My soul shall thine keep company to heaven:
Tarry, sweet soul, for mine, then fly abreast.”
King Henry V, Act IV, 6.
It would be lost labour to attempt to verify all the towns and streams mentioned in Cantos [LXVIII] and [LXXII]. Professor Wilson observes (Vishṇu Puráṇa, p. 139. Dr. Hall's Edition) “States, and tribes, and cities have disappeared, even from recollection; and some of the natural features of the country, especially the rivers, have undergone a total alteration.… Notwithstanding these impediments, however, we should be able to identify at least mountains and rivers, to a much greater extent than is now practicable, if our maps were not so miserably defective in their nomenclature.

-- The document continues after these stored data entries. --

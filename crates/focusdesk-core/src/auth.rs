//! Identity collaborator and session gating.
//!
//! Sign-in/sign-up/refresh live in the hosted auth provider; this module
//! only models presence/absence of an identity, the device session file,
//! and the request-gating contract: an allowlist of public paths plus a
//! token-and-recent-activity validity check.

use chrono::{DateTime, Duration, Utc};
use serde::{Deserialize, Serialize};

use crate::error::Result;
use crate::storage::data_dir;

// Session policy constants.
pub const SESSION_DURATION_HOURS: i64 = 24;
pub const INACTIVITY_TIMEOUT_MIN: i64 = 60;
pub const INACTIVITY_CHECK_INTERVAL_MIN: i64 = 5;
pub const TOKEN_REFRESH_INTERVAL_HOURS: i64 = 23;
pub const PASSWORD_MIN_LENGTH: usize = 8;

const SESSION_FILE: &str = "session.json";

/// A signed-in user.
#[derive(Debug, Clone, PartialEq, Eq, Serialize, Deserialize)]
pub struct Identity {
    pub id: String,
    #[serde(default)]
    pub email: Option<String>,
}

/// Presence/absence of an identity, as the rest of the core consumes it.
#[derive(Debug, Clone, Default)]
pub struct AuthState {
    pub current_user: Option<Identity>,
    pub loading: bool,
}

impl AuthState {
    pub fn anonymous() -> Self {
        Self::default()
    }

    pub fn signed_in(user: Identity) -> Self {
        Self {
            current_user: Some(user),
            loading: false,
        }
    }

    pub fn is_authenticated(&self) -> bool {
        self.current_user.is_some()
    }
}

/// Device session: token plus the activity timestamp the inactivity check
/// runs against. Persisted as JSON in the data directory.
#[derive(Debug, Clone, Default, Serialize, Deserialize)]
pub struct Session {
    #[serde(default)]
    pub access_token: Option<String>,
    #[serde(default)]
    pub user: Option<Identity>,
    #[serde(default)]
    pub last_activity: Option<DateTime<Utc>>,
}

impl Session {
    fn path() -> Result<std::path::PathBuf> {
        Ok(data_dir()?.join(SESSION_FILE))
    }

    /// Load the stored session, or an empty one when none exists.
    pub fn load() -> Self {
        Self::path()
            .ok()
            .and_then(|path| std::fs::read_to_string(path).ok())
            .and_then(|content| serde_json::from_str(&content).ok())
            .unwrap_or_default()
    }

    pub fn save(&self) -> Result<()> {
        let content = serde_json::to_string_pretty(self)?;
        std::fs::write(Self::path()?, content)?;
        Ok(())
    }

    pub fn clear() -> Result<()> {
        let path = Self::path()?;
        if path.exists() {
            std::fs::remove_file(path)?;
        }
        Ok(())
    }

    /// Valid = token present AND last activity within the inactivity
    /// threshold. A session with a token but no recorded activity is stale.
    pub fn is_valid_at(&self, now: DateTime<Utc>, inactivity_timeout: Duration) -> bool {
        if self.access_token.is_none() {
            return false;
        }
        match self.last_activity {
            Some(at) => now.signed_duration_since(at) < inactivity_timeout,
            None => false,
        }
    }

    pub fn is_valid(&self) -> bool {
        self.is_valid_at(Utc::now(), Duration::minutes(INACTIVITY_TIMEOUT_MIN))
    }

    /// Record activity now.
    pub fn touch(&mut self) {
        self.last_activity = Some(Utc::now());
    }

    /// The identity the rest of the core branches on. An expired session
    /// is anonymous.
    pub fn auth_state(&self) -> AuthState {
        if self.is_valid() {
            match &self.user {
                Some(user) => AuthState::signed_in(user.clone()),
                None => AuthState::anonymous(),
            }
        } else {
            AuthState::anonymous()
        }
    }
}

/// Outcome of gating one request path.
#[derive(Debug, Clone, Copy, PartialEq, Eq)]
pub enum GateDecision {
    Allow,
    RedirectHome,
}

/// Public-path allowlist plus the inactivity threshold.
#[derive(Debug, Clone)]
pub struct GatePolicy {
    public_paths: Vec<String>,
    inactivity_timeout: Duration,
}

impl Default for GatePolicy {
    fn default() -> Self {
        Self {
            public_paths: [
                "/",
                "/sounds",
                "/tasks",
                "/privacy",
                "/terms",
                "/auth/callback",
                "/profile",
            ]
            .iter()
            .map(|s| s.to_string())
            .collect(),
            inactivity_timeout: Duration::minutes(INACTIVITY_TIMEOUT_MIN),
        }
    }
}

impl GatePolicy {
    pub fn new(public_paths: Vec<String>, inactivity_timeout: Duration) -> Self {
        Self {
            public_paths,
            inactivity_timeout,
        }
    }

    fn is_public(&self, path: &str) -> bool {
        self.public_paths
            .iter()
            .any(|p| path == p || path.starts_with(&format!("{p}/")))
    }

    /// Allow public paths; everything else needs a valid session.
    /// `/profile` is listed public for its subtree but the page itself
    /// still requires a session.
    pub fn evaluate_at(
        &self,
        path: &str,
        session: &Session,
        now: DateTime<Utc>,
    ) -> GateDecision {
        let is_public = self.is_public(path);
        let is_profile = path == "/profile";
        let valid = session.is_valid_at(now, self.inactivity_timeout);

        if !valid && (!is_public || is_profile) {
            GateDecision::RedirectHome
        } else {
            GateDecision::Allow
        }
    }

    pub fn evaluate(&self, path: &str, session: &Session) -> GateDecision {
        self.evaluate_at(path, session, Utc::now())
    }
}

#[cfg(test)]
mod tests {
    use super::*;

    fn fresh_session() -> Session {
        Session {
            access_token: Some("token".into()),
            user: Some(Identity {
                id: "u1".into(),
                email: Some("u1@example.com".into()),
            }),
            last_activity: Some(Utc::now()),
        }
    }

    #[test]
    fn token_without_activity_is_invalid() {
        let session = Session {
            access_token: Some("token".into()),
            user: None,
            last_activity: None,
        };
        assert!(!session.is_valid());
    }

    #[test]
    fn stale_activity_invalidates() {
        let mut session = fresh_session();
        session.last_activity = Some(Utc::now() - Duration::minutes(INACTIVITY_TIMEOUT_MIN + 1));
        assert!(!session.is_valid());

        session.touch();
        assert!(session.is_valid());
    }

    #[test]
    fn expired_session_is_anonymous() {
        let mut session = fresh_session();
        assert!(session.auth_state().is_authenticated());

        session.last_activity = Some(Utc::now() - Duration::hours(2));
        assert!(!session.auth_state().is_authenticated());
    }

    #[test]
    fn public_paths_allow_without_session() {
        let policy = GatePolicy::default();
        let anonymous = Session::default();

        for path in ["/", "/tasks", "/tasks/today", "/privacy", "/auth/callback"] {
            assert_eq!(
                policy.evaluate(path, &anonymous),
                GateDecision::Allow,
                "path {path} should be public"
            );
        }
    }

    #[test]
    fn root_prefix_does_not_leak_everything() {
        let policy = GatePolicy::default();
        let anonymous = Session::default();
        assert_eq!(
            policy.evaluate("/dashboard", &anonymous),
            GateDecision::RedirectHome
        );
    }

    #[test]
    fn profile_requires_a_valid_session_despite_being_listed() {
        let policy = GatePolicy::default();
        assert_eq!(
            policy.evaluate("/profile", &Session::default()),
            GateDecision::RedirectHome
        );
        assert_eq!(
            policy.evaluate("/profile", &fresh_session()),
            GateDecision::Allow
        );
    }

    #[test]
    fn protected_path_allows_with_valid_session() {
        let policy = GatePolicy::default();
        assert_eq!(
            policy.evaluate("/dashboard", &fresh_session()),
            GateDecision::Allow
        );
    }
}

None of our surveyors or geographers have been oriental scholars. It may be doubted if any of them have been conversant with the spoken language of the country. They have, consequently, put down names at random, according to their own inaccurate appreciation of sounds carelessly, vulgarly, and corruptly uttered; and their maps of India are crowded with appellations which bear no similitude whatever either to past or present denominations. We need not wonder that we cannot discover Sanskrit names in English maps, when, in the immediate vicinity of Calcutta, Barnagore represents Baráhanagar, Dakshineśwar is metamorphosed into Duckinsore, Ulubaría into Willoughbury.… There is scarcely a name in our Indian maps that does not afford proof of extreme indifference to accuracy in nomenclature, and of an incorrectness in estimating sounds, which is, in some degree, perhaps, a national defect.”
For further information regarding the road from Ayodhyá to Rájagriha, see [Additional Notes].
It was the custom of Indian women when mourning for their absent husbands to bind their hair in a long single braid.